## About this exercise
Line by line, check the data for the string "tests" and state how many lines have it, nothing more.
Segment Start: Given data
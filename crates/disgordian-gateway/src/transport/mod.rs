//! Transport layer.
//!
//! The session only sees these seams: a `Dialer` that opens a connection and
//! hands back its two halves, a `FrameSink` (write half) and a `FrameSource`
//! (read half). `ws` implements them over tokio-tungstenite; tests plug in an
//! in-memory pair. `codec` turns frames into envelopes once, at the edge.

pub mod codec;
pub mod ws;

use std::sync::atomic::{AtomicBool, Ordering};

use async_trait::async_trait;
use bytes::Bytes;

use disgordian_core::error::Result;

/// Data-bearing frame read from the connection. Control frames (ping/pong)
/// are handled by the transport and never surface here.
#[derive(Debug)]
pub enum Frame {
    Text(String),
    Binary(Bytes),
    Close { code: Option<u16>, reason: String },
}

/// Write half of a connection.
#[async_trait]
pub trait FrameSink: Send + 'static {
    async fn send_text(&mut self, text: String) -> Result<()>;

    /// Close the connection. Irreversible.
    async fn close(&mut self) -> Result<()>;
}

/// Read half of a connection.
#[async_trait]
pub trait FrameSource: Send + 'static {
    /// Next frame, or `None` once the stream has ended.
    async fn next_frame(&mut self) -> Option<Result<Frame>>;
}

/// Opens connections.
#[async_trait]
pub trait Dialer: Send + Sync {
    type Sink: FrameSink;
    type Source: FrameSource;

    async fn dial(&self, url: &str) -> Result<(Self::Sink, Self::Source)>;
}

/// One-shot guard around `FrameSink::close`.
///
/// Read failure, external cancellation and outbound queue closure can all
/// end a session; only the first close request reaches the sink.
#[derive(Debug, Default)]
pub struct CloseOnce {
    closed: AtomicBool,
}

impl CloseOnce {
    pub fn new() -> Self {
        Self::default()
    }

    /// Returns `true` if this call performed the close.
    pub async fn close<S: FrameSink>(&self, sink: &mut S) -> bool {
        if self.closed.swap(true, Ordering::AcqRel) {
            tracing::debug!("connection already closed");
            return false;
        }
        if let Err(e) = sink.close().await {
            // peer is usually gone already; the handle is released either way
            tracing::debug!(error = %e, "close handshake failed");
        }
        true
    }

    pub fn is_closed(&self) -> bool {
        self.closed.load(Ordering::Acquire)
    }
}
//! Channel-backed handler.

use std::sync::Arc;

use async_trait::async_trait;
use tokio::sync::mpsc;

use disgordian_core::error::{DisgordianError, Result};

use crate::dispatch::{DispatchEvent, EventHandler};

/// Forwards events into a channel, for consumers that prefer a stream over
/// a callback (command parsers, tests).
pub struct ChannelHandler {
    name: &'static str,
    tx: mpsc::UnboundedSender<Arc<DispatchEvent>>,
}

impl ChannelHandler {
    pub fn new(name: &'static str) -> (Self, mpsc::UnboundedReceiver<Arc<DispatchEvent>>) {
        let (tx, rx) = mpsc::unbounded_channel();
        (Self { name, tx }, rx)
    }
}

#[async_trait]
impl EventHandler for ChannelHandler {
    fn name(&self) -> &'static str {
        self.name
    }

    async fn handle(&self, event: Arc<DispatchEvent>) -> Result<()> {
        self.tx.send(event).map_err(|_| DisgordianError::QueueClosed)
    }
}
Segment End: Given data
## Response to the task
2